Let’s face it: no one has ever characterized a solar panel as being particularly attractive. In fact, they’re eyesores. While the environmental and business cases for photovoltaics are relatively easy to make, their aesthetic dimension has long been a losing proposition. “In states like California, solar is half the price of the local utility, even without subsidies,” explained Ido Salama, co-founder of Sistine Solar. “At the same time, it feels like all solar products look the same: they come in either black or blue, and, while solar panels work great, many people would describe them as ugly. At the very least, they look out of place on a roof,” he added. Rather than attempting to convince people to appreciate solar for what it is, Salama and company set out to build a solar panel that appeals to their sense of aesthetics instead. To that end, Sistine Solar introduced its SolarSkin technology—described on the company’s website as “solar with curb appeal”—in 2013 when its developers won the renewables track of the MIT Clean Energy Prize. Since launching SolarSkin, the company recently introduced its online Design Studio platform to allow anyone to design, customize, and price a solar installation.

How it works

Developed by MIT engineers, SolarSkin is a thin film specially coated with ultra-durable graphics and integrated onto high-efficiency solar panels.
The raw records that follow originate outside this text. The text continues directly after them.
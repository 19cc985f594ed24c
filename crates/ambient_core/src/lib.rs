use std::{path::PathBuf, sync::Arc, time::Duration};

use audio_output::{AudioBackend, AudioResource, AudioSource};
use parking_lot::Mutex;
use serde::Serialize;
use shared::{
    domain::{volume_for, AutoplayPermission, LoadState, MUTED_VOLUME, UNMUTED_VOLUME},
    error::AudioError,
};
use tokio::{
    sync::{broadcast, watch},
    task::JoinHandle,
};
use tracing::{debug, info, warn};

pub mod prober;
pub mod view;

pub use prober::AutoplayProbe;
pub use view::ToggleView;

pub const DEFAULT_ASSET_PATH: &str = "assets/audio/background-music.mp3";
pub const DEFAULT_PROBE_TIMEOUT: Duration = Duration::from_secs(2);
const EVENT_CAPACITY: usize = 64;

#[derive(Debug, Clone)]
pub struct ControllerOptions {
    pub asset_path: PathBuf,
    pub probe_timeout: Duration,
}

impl Default for ControllerOptions {
    fn default() -> Self {
        Self {
            asset_path: PathBuf::from(DEFAULT_ASSET_PATH),
            probe_timeout: DEFAULT_PROBE_TIMEOUT,
        }
    }
}

#[derive(Debug, Clone, Copy, PartialEq, Serialize)]
pub struct ControllerStatus {
    pub load_state: LoadState,
    pub autoplay_permission: AutoplayPermission,
    pub muted: bool,
    pub volume: f32,
    pub user_has_interacted: bool,
    pub playing: bool,
}

#[derive(Debug, Clone)]
pub enum ControllerEvent {
    StatusChanged(ControllerStatus),
}

#[derive(Debug, Clone, Copy, PartialEq, Eq, Serialize)]
#[serde(rename_all = "snake_case")]
pub enum ToggleOutcome {
    /// Not ready (still loading, failed, or unmounted); nothing changed.
    Ignored,
    Muted,
    Unmuted,
    /// The play command was rejected and the session went back to muted.
    Reverted,
    /// A newer toggle arrived while this one's play command was in flight.
    Superseded,
}

struct PlaybackSession {
    resource: Option<Arc<dyn AudioResource>>,
    probe: Option<Arc<dyn AudioResource>>,
    load_state: LoadState,
    permission: AutoplayPermission,
    muted: bool,
    user_has_interacted: bool,
    playing: bool,
    generation: u64,
    autoplay_attempted: bool,
    disposed: bool,
}

impl PlaybackSession {
    fn status(&self) -> ControllerStatus {
        ControllerStatus {
            load_state: self.load_state,
            autoplay_permission: self.permission,
            muted: self.muted,
            volume: volume_for(self.muted),
            user_has_interacted: self.user_has_interacted,
            playing: self.playing,
        }
    }

    /// Hands out the resource for the one automatic muted playback, once
    /// both the probe and the load have come back favourably.
    fn take_autoplay(&mut self) -> Option<Arc<dyn AudioResource>> {
        if self.disposed
            || self.autoplay_attempted
            || self.user_has_interacted
            || self.load_state != LoadState::Ready
            || self.permission != AutoplayPermission::Allowed
        {
            return None;
        }
        self.autoplay_attempted = true;
        self.resource.clone()
    }

    fn apply_muted(&mut self, resource: &dyn AudioResource) {
        self.muted = true;
        resource.set_muted(true);
        resource.set_volume(MUTED_VOLUME);
    }
}

struct PendingPlay {
    resource: Arc<dyn AudioResource>,
    generation: u64,
    was_playing: bool,
}

struct ControllerInner {
    session: Mutex<PlaybackSession>,
    events: broadcast::Sender<ControllerEvent>,
    settled: watch::Sender<bool>,
}

impl ControllerInner {
    fn publish(&self, session: &PlaybackSession) {
        if session.disposed {
            return;
        }
        let _ = self
            .events
            .send(ControllerEvent::StatusChanged(session.status()));
    }

    async fn resolve_permission(&self, permission: AutoplayPermission) {
        let autoplay = {
            let mut session = self.session.lock();
            if session.disposed {
                return;
            }
            session.permission = permission;
            session.probe = None;
            self.publish(&session);
            session.take_autoplay()
        };

        if let Some(resource) = autoplay {
            self.autoplay(resource).await;
        }
    }

    async fn resolve_load(&self, result: Result<(), AudioError>) {
        let autoplay = {
            let mut session = self.session.lock();
            if session.disposed {
                return;
            }
            match result {
                Ok(()) => {
                    session.load_state = LoadState::Ready;
                    info!("ambient audio: asset ready");
                }
                Err(err) => {
                    session.load_state = LoadState::Failed;
                    session.playing = false;
                    warn!(code = ?err.code(), "ambient audio: {err}; toggle disabled");
                }
            }
            self.publish(&session);
            session.take_autoplay()
        };

        if let Some(resource) = autoplay {
            self.autoplay(resource).await;
        }
    }

    async fn autoplay(&self, resource: Arc<dyn AudioResource>) {
        debug!("ambient audio: attempting muted autoplay");
        let result = resource.play().await;

        let mut session = self.session.lock();
        if session.disposed {
            return;
        }
        match result {
            Ok(()) => {
                session.playing = true;
                info!(muted = session.muted, "ambient audio: autoplay started");
            }
            Err(err) => {
                let err = AudioError::playback(err.to_string());
                warn!(code = ?err.code(), "ambient audio: autoplay {err}");
            }
        }
        self.publish(&session);
    }

    async fn toggle(&self) -> ToggleOutcome {
        let pending = {
            let mut session = self.session.lock();
            if session.disposed || session.load_state != LoadState::Ready {
                return ToggleOutcome::Ignored;
            }
            let Some(resource) = session.resource.clone() else {
                return ToggleOutcome::Ignored;
            };

            session.generation += 1;
            session.user_has_interacted = true;

            if !session.muted {
                session.apply_muted(resource.as_ref());
                debug!(generation = session.generation, "ambient audio: muted");
                self.publish(&session);
                return ToggleOutcome::Muted;
            }

            session.muted = false;
            resource.set_muted(false);
            resource.set_volume(UNMUTED_VOLUME);
            self.publish(&session);
            PendingPlay {
                resource,
                generation: session.generation,
                was_playing: session.playing,
            }
        };

        debug!(generation = pending.generation, "ambient audio: unmuting");
        let result = pending.resource.play().await;
        self.settle_play(pending, result)
    }

    fn settle_play(&self, pending: PendingPlay, result: anyhow::Result<()>) -> ToggleOutcome {
        let mut session = self.session.lock();
        if session.disposed {
            return ToggleOutcome::Ignored;
        }

        let outcome = if pending.generation == session.generation {
            match result {
                Ok(()) => {
                    session.playing = true;
                    ToggleOutcome::Unmuted
                }
                Err(err) => {
                    let err = AudioError::playback(err.to_string());
                    warn!(
                        code = ?err.code(),
                        generation = pending.generation,
                        "ambient audio: unmute {err}; reverting to muted"
                    );
                    session.apply_muted(pending.resource.as_ref());
                    ToggleOutcome::Reverted
                }
            }
        } else {
            // A newer toggle already decided the mute state. Converge on the
            // state from before the unmute: a loop that was not running before
            // stays paused, unlike a plain mute which keeps the loop going.
            if result.is_ok() {
                session.playing = true;
                if session.muted && !pending.was_playing {
                    pending.resource.pause();
                    session.playing = false;
                }
            }
            debug!(
                generation = pending.generation,
                latest = session.generation,
                "ambient audio: play settled after a newer toggle"
            );
            ToggleOutcome::Superseded
        };

        self.publish(&session);
        outcome
    }

    fn dispose(&self) {
        let (resource, probe) = {
            let mut session = self.session.lock();
            if session.disposed {
                return;
            }
            session.disposed = true;
            session.playing = false;
            (session.resource.take(), session.probe.take())
        };

        if let Some(resource) = resource {
            resource.pause();
            resource.release();
        }
        if let Some(probe) = probe {
            probe.release();
        }
        self.settled.send_replace(true);
        debug!("ambient audio: session disposed");
    }
}

#[derive(Clone)]
pub struct ToggleHandle {
    inner: Arc<ControllerInner>,
}

impl ToggleHandle {
    pub async fn toggle(&self) -> ToggleOutcome {
        self.inner.toggle().await
    }
}

/// Owns one playback session for the lifetime of the mounted music toggle.
/// Dropping the controller (or calling [`AmbientAudioController::unmount`])
/// pauses and releases the audio resource immediately; probe, load and play
/// completions arriving afterwards are ignored.
pub struct AmbientAudioController {
    inner: Arc<ControllerInner>,
    mount_task: JoinHandle<()>,
}

impl AmbientAudioController {
    /// Starts a session. Must be called from within a tokio runtime.
    ///
    /// The silent probe resource is created before the real one; the probe and
    /// the asset load then run concurrently, and the single muted autoplay
    /// attempt happens only after both have resolved.
    pub fn mount(backend: Arc<dyn AudioBackend>, options: ControllerOptions) -> Self {
        let probe = AutoplayProbe::prepare(backend.as_ref(), options.probe_timeout);

        let resource = match backend.create_resource(AudioSource::Asset(options.asset_path.clone()))
        {
            Ok(resource) => {
                resource.set_looping(true);
                resource.set_volume(MUTED_VOLUME);
                resource.set_muted(true);
                Some(resource)
            }
            Err(err) => {
                let err = AudioError::load(err.to_string());
                warn!(code = ?err.code(), "ambient audio: {err}");
                None
            }
        };

        let (events, _) = broadcast::channel(EVENT_CAPACITY);
        let (settled, _) = watch::channel(false);
        let inner = Arc::new(ControllerInner {
            session: Mutex::new(PlaybackSession {
                resource: resource.clone(),
                probe: probe.handle(),
                load_state: LoadState::Loading,
                permission: AutoplayPermission::Unknown,
                muted: true,
                user_has_interacted: false,
                playing: false,
                generation: 0,
                autoplay_attempted: false,
                disposed: false,
            }),
            events,
            settled,
        });

        info!(asset = %options.asset_path.display(), "ambient audio: mounting");
        let mount_task = tokio::spawn(run_mount(Arc::clone(&inner), probe, resource));

        Self { inner, mount_task }
    }

    pub fn status(&self) -> ControllerStatus {
        self.inner.session.lock().status()
    }

    pub fn view(&self) -> ToggleView {
        ToggleView::from_status(&self.status())
    }

    pub fn subscribe_events(&self) -> broadcast::Receiver<ControllerEvent> {
        self.inner.events.subscribe()
    }

    /// Resolves once the probe and load have both finished and any automatic
    /// playback attempt has settled.
    pub async fn settled(&self) {
        let mut settled = self.inner.settled.subscribe();
        let _ = settled.wait_for(|done| *done).await;
    }

    /// Handles one click on the music toggle.
    ///
    /// Muting takes effect immediately. Unmuting sets the volume and issues a
    /// play command; the returned future completes when that command settles.
    pub async fn toggle(&self) -> ToggleOutcome {
        self.inner.toggle().await
    }

    /// Cloneable click handler for hosts that dispatch toggles from spawned
    /// tasks. It does not keep the session alive past unmount.
    pub fn toggle_handle(&self) -> ToggleHandle {
        ToggleHandle {
            inner: Arc::clone(&self.inner),
        }
    }

    pub fn unmount(self) {
        drop(self);
    }
}

impl Drop for AmbientAudioController {
    fn drop(&mut self) {
        self.inner.dispose();
        self.mount_task.abort();
    }
}

async fn run_mount(
    inner: Arc<ControllerInner>,
    probe: AutoplayProbe,
    resource: Option<Arc<dyn AudioResource>>,
) {
    let probe_branch = async {
        let permission = probe.run().await;
        inner.resolve_permission(permission).await;
    };

    let load_branch = async {
        let result = match &resource {
            Some(resource) => resource
                .load()
                .await
                .map_err(|err| AudioError::load(err.to_string())),
            None => Err(AudioError::load("audio resource could not be created")),
        };
        inner.resolve_load(result).await;
    };

    tokio::join!(probe_branch, load_branch);
    inner.settled.send_replace(true);
}

#[cfg(test)]
#[path = "tests/lib_tests.rs"]
mod tests;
The technology employs selective light filtration to simultaneously display an image and transmit sunlight to the underlying solar cells with minimal loss in efficiency. The product is available in any number of colors and patterns, is compatible with every major panel manufacturer, and is available for both new and existing roofs. The end result is essentially a kind of camouflage for the typically drab photovoltaic panel. Sistine Solar’s new SolarSkin Design Studio is an online tool that allows architects, designers, and homeowners alike to design and order a customized solar system from a desktop computer or mobile phone. With a $99 refundable deposit, end users will receive a preliminary system design using LIDAR mapping, a detailed panel layout, guaranteed production figures, a realistic rendering, (where suitable image is available), and guaranteed delivery within 90 days. The Design Studio is intended to get customers more excited about solar, according to Salama. “Homeowners appreciate the transparency, customizability, and especially the ability to match their solar panels to their roof,” he said. “Architects and designers love it because for the first time, they have a product that allows them to showcase solar in a way never before possible—integrated, congruent, harmonious." In spite of the improvement to aesthetics, however, solar technology still faces a number of challenges in terms of market transformation. “Soft costs is one barrier,” he said. “Solar is so complex because every municipality has different rules when it comes to permitting solar.” Noting that it may take one to three days to physically install and wire up a solar system, Salama points out that it can take up to three months to get a permit. “If soft costs could be reduced—like streamlining the permitting process—we would see a radical transformation in adoption,” he suggested. Of course, affordable storage is an ongoing issue with solar technology. “When solar and storage become more economical than buying from the local utility, we will see a huge shift towards distributed generation and plenty of homeowners cutting the cord,” Salama predicted. Now that solar panels are eligible for a makeover, however, there’s one less hurdle to overcome—making the future of solar technology a little more attractive.